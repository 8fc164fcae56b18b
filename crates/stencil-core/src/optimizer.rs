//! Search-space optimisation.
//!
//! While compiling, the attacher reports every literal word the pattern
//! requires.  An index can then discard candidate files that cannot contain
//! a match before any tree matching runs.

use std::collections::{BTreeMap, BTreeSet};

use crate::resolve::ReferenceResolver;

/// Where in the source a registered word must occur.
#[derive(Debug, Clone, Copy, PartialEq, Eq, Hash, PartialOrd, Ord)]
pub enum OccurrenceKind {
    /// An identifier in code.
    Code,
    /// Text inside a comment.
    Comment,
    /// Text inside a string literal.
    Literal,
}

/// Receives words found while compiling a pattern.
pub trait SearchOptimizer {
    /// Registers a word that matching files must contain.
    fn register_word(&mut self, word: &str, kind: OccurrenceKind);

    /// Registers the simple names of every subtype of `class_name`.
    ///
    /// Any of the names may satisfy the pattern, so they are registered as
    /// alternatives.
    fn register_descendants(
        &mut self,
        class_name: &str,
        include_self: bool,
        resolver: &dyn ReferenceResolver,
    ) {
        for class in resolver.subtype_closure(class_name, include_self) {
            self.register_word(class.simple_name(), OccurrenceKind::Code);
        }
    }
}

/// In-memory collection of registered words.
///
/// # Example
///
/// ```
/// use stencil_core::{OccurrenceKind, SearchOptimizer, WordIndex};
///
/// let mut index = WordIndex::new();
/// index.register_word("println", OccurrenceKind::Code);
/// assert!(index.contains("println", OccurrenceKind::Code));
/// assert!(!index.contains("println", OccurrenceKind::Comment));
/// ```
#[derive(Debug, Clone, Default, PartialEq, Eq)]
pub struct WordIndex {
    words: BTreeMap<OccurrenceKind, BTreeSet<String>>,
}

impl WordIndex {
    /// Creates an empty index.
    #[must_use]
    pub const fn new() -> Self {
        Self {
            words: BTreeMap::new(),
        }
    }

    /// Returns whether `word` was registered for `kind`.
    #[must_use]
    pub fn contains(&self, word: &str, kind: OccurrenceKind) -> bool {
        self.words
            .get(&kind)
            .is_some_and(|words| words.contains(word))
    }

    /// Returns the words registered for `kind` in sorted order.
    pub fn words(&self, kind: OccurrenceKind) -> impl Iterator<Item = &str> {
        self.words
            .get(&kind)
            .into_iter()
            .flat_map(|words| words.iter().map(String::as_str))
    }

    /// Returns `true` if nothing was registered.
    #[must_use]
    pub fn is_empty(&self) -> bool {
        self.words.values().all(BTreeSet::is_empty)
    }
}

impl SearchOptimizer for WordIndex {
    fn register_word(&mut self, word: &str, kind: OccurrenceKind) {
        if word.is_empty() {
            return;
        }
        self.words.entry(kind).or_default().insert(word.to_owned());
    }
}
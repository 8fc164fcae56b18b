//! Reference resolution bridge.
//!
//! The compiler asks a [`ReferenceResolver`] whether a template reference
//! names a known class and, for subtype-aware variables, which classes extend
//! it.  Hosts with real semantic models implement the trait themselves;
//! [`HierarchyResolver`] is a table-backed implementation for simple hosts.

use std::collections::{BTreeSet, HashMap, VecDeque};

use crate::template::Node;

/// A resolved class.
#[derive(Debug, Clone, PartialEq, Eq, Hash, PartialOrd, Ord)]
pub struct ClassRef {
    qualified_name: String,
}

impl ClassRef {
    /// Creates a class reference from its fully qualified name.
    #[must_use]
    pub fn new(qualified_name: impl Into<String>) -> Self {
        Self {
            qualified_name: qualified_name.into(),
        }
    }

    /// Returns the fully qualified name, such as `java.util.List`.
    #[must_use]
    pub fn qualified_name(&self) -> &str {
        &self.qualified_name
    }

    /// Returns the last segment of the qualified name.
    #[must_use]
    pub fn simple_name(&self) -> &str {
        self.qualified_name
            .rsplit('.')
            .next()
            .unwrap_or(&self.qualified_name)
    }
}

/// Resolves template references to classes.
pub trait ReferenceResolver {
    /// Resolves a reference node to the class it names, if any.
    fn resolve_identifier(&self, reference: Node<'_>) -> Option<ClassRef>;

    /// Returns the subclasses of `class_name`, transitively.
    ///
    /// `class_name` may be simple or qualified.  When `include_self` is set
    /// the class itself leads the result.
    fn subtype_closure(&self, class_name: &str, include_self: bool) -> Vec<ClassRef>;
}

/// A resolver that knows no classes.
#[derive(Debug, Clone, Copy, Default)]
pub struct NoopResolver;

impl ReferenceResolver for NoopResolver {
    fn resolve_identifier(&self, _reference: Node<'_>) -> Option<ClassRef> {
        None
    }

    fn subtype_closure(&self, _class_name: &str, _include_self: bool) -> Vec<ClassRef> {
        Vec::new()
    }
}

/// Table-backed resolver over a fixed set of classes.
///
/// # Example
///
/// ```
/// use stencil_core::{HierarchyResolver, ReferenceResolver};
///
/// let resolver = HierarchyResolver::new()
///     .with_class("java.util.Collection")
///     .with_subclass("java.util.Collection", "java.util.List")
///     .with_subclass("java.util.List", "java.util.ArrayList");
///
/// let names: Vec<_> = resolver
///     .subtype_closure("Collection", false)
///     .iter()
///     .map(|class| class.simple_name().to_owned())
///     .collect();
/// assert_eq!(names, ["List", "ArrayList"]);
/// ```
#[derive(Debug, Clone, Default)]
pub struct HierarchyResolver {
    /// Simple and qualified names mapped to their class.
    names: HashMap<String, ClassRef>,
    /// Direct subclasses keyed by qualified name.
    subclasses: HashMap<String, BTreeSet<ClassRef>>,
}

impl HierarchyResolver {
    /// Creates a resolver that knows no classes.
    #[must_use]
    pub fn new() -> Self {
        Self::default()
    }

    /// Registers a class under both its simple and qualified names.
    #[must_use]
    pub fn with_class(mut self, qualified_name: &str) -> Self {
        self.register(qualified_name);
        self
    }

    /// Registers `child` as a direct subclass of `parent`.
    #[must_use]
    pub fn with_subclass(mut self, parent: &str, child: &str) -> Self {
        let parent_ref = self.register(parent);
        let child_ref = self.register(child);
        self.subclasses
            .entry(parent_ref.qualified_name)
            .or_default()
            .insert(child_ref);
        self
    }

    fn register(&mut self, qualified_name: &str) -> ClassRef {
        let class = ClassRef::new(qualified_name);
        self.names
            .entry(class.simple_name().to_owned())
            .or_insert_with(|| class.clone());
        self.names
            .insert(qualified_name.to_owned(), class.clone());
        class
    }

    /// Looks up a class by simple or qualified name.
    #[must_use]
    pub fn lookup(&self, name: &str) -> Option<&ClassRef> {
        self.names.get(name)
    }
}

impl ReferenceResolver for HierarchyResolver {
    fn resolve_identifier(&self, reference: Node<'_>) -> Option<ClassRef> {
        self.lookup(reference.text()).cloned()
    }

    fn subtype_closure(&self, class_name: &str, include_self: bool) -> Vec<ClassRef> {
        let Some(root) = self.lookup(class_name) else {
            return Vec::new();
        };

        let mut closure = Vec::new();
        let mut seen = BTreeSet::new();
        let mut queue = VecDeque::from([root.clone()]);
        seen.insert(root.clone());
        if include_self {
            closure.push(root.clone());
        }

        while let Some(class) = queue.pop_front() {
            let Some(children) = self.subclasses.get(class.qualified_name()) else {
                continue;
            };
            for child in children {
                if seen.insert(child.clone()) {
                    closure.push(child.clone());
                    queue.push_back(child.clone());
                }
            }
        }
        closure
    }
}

::::::::

| DESCRIPTION OF THE TASK |
The answer should reproduce each entry above in full.

| RESULT |
repository 8fc164fcae56b18b
filename crates/stencil-core/src/optimizer.rs
//! Search-space optimisation.
//!
//! While compiling, the attacher reports every literal word the pattern
//! requires.  An index can then discard candidate files that cannot contain
//! a match before any tree matching runs.

use std::collections::{BTreeMap, BTreeSet};

use crate::resolve::ReferenceResolver;

/// Where in the source a registered word must occur.
#[derive(Debug, Clone, Copy, PartialEq, Eq, Hash, PartialOrd, Ord)]
pub enum OccurrenceKind {
    /// An identifier in code.
    Code,
    /// Text inside a comment.
    Comment,
    /// Text inside a string literal.
    Literal,
}

/// Receives words found while compiling a pattern.
pub trait SearchOptimizer {
    /// Registers a word that matching files must contain.
    fn register_word(&mut self, word: &str, kind: OccurrenceKind);

    /// Registers the simple names of every subtype of `class_name`.
    ///
    /// Any of the names may satisfy the pattern, so they are registered as
    /// alternatives.
    fn register_descendants(
        &mut self,
        class_name: &str,
        include_self: bool,
        resolver: &dyn ReferenceResolver,
    ) {
        for class in resolver.subtype_closure(class_name, include_self) {
            self.register_word(class.simple_name(), OccurrenceKind::Code);
        }
    }
}

/// In-memory collection of registered words.
///
/// # Example
///
/// ```
/// use stencil_core::{OccurrenceKind, SearchOptimizer, WordIndex};
///
/// let mut index = WordIndex::new();
/// index.register_word("println", OccurrenceKind::Code);
/// assert!(index.contains("println", OccurrenceKind::Code));
/// assert!(!index.contains("println", OccurrenceKind::Comment));
/// ```
#[derive(Debug, Clone, Default, PartialEq, Eq)]
pub struct WordIndex {
    words: BTreeMap<OccurrenceKind, BTreeSet<String>>,
}

impl WordIndex {
    /// Creates an empty index.
    #[must_use]
    pub const fn new() -> Self {
        Self {
            words: BTreeMap::new(),
        }
    }

    /// Returns whether `word` was registered for `kind`.
    #[must_use]
    pub fn contains(&self, word: &str, kind: OccurrenceKind) -> bool {
        self.words
            .get(&kind)
            .is_some_and(|words| words.contains(word))
    }

    /// Returns the words registered for `kind` in sorted order.
    pub fn words(&self, kind: OccurrenceKind) -> impl Iterator<Item = &str> {
        self.words
            .get(&kind)
            .into_iter()
            .flat_map(|words| words.iter().map(String::as_str))
    }

    /// Returns `true` if nothing was registered.
    #[must_use]
    pub fn is_empty(&self) -> bool {
        self.words.values().all(BTreeSet::is_empty)
    }
}

impl SearchOptimizer for WordIndex {
    fn register_word(&mut self, word: &str, kind: OccurrenceKind) {
        if word.is_empty() {
            return;
        }
        self.words.entry(kind).or_default().insert(word.to_owned());
    }
}
repository 8fc164fcae56b18b
//! Reference resolution bridge.
//!
//! The compiler asks a [`ReferenceResolver`] whether a template reference
//! names a known class and, for subtype-aware variables, which classes extend
//! it.  Hosts with real semantic models implement the trait themselves;
//! [`HierarchyResolver`] is a table-backed implementation for simple hosts.

use std::collections::{BTreeSet, HashMap, VecDeque};

use crate::template::Node;

/// A resolved class.
#[derive(Debug, Clone, PartialEq, Eq, Hash, PartialOrd, Ord)]
pub struct ClassRef {
    qualified_name: String,
}

impl ClassRef {
    /// Creates a class reference from its fully qualified name.
    #[must_use]
    pub fn new(qualified_name: impl Into<String>) -> Self {
        Self {
            qualified_name: qualified_name.into(),
        }
    }

    /// Returns the fully qualified name, such as `java.util.List`.
    #[must_use]
    pub fn qualified_name(&self) -> &str {
        &self.qualified_name
    }

    /// Returns the last segment of the qualified name.
    #[must_use]
    pub fn simple_name(&self) -> &str {
        self.qualified_name
            .rsplit('.')
            .next()
            .unwrap_or(&self.qualified_name)
    }
}

/// Resolves template references to classes.
pub trait ReferenceResolver {
    /// Resolves a reference node to the class it names, if any.
    fn resolve_identifier(&self, reference: Node<'_>) -> Option<ClassRef>;

    /// Returns the subclasses of `class_name`, transitively.
    ///
    /// `class_name` may be simple or qualified.  When `include_self` is set
    /// the class itself leads the result.
    fn subtype_closure(&self, class_name: &str, include_self: bool) -> Vec<ClassRef>;
}

/// A resolver that knows no classes.
#[derive(Debug, Clone, Copy, Default)]
pub struct NoopResolver;

impl ReferenceResolver for NoopResolver {
    fn resolve_identifier(&self, _reference: Node<'_>) -> Option<ClassRef> {
        None
    }

    fn subtype_closure(&self, _class_name: &str, _include_self: bool) -> Vec<ClassRef> {
        Vec::new()
    }
}

/// Table-backed resolver over a fixed set of classes.
///
/// # Example
///
/// ```
/// use stencil_core::{HierarchyResolver, ReferenceResolver};
///
/// let resolver = HierarchyResolver::new()
///     .with_class("java.util.Collection")
///     .with_subclass("java.util.Collection", "java.util.List")
///     .with_subclass("java.util.List", "java.util.ArrayList");
///
/// let names: Vec<_> = resolver
///     .subtype_closure("Collection", false)
///     .iter()
///     .map(|class| class.simple_name().to_owned())
///     .collect();
/// assert_eq!(names, ["List", "ArrayList"]);
/// ```
#[derive(Debug, Clone, Default)]
pub struct HierarchyResolver {
    /// Simple and qualified names mapped to their class.
    names: HashMap<String, ClassRef>,
    /// Direct subclasses keyed by qualified name.
    subclasses: HashMap<String, BTreeSet<ClassRef>>,
}

impl HierarchyResolver {
    /// Creates a resolver that knows no classes.
    #[must_use]
    pub fn new() -> Self {
        Self::default()
    }

    /// Registers a class under both its simple and qualified names.
    #[must_use]
    pub fn with_class(mut self, qualified_name: &str) -> Self {
        self.register(qualified_name);
        self
    }

    /// Registers `child` as a direct subclass of `parent`.
    #[must_use]
    pub fn with_subclass(mut self, parent: &str, child: &str) -> Self {
        let parent_ref = self.register(parent);
        let child_ref = self.register(child);
        self.subclasses
            .entry(parent_ref.qualified_name)
            .or_default()
            .insert(child_ref);
        self
    }

    fn register(&mut self, qualified_name: &str) -> ClassRef {
        let class = ClassRef::new(qualified_name);
        self.names
            .entry(class.simple_name().to_owned())
            .or_insert_with(|| class.clone());
        self.names
            .insert(qualified_name.to_owned(), class.clone());
        class
    }

    /// Looks up a class by simple or qualified name.
    #[must_use]
    pub fn lookup(&self, name: &str) -> Option<&ClassRef> {
        self.names.get(name)
    }
}

impl ReferenceResolver for HierarchyResolver {
    fn resolve_identifier(&self, reference: Node<'_>) -> Option<ClassRef> {
        self.lookup(reference.text()).cloned()
    }

    fn subtype_closure(&self, class_name: &str, include_self: bool) -> Vec<ClassRef> {
        let Some(root) = self.lookup(class_name) else {
            return Vec::new();
        };

        let mut closure = Vec::new();
        let mut seen = BTreeSet::new();
        let mut queue = VecDeque::from([root.clone()]);
        seen.insert(root.clone());
        if include_self {
            closure.push(root.clone());
        }

        while let Some(class) = queue.pop_front() {
            let Some(children) = self.subclasses.get(class.qualified_name()) else {
                continue;
            };
            for child in children {
                if seen.insert(child.clone()) {
                    closure.push(child.clone());
                    queue.push_back(child.clone());
                }
            }
        }
        closure
    }
}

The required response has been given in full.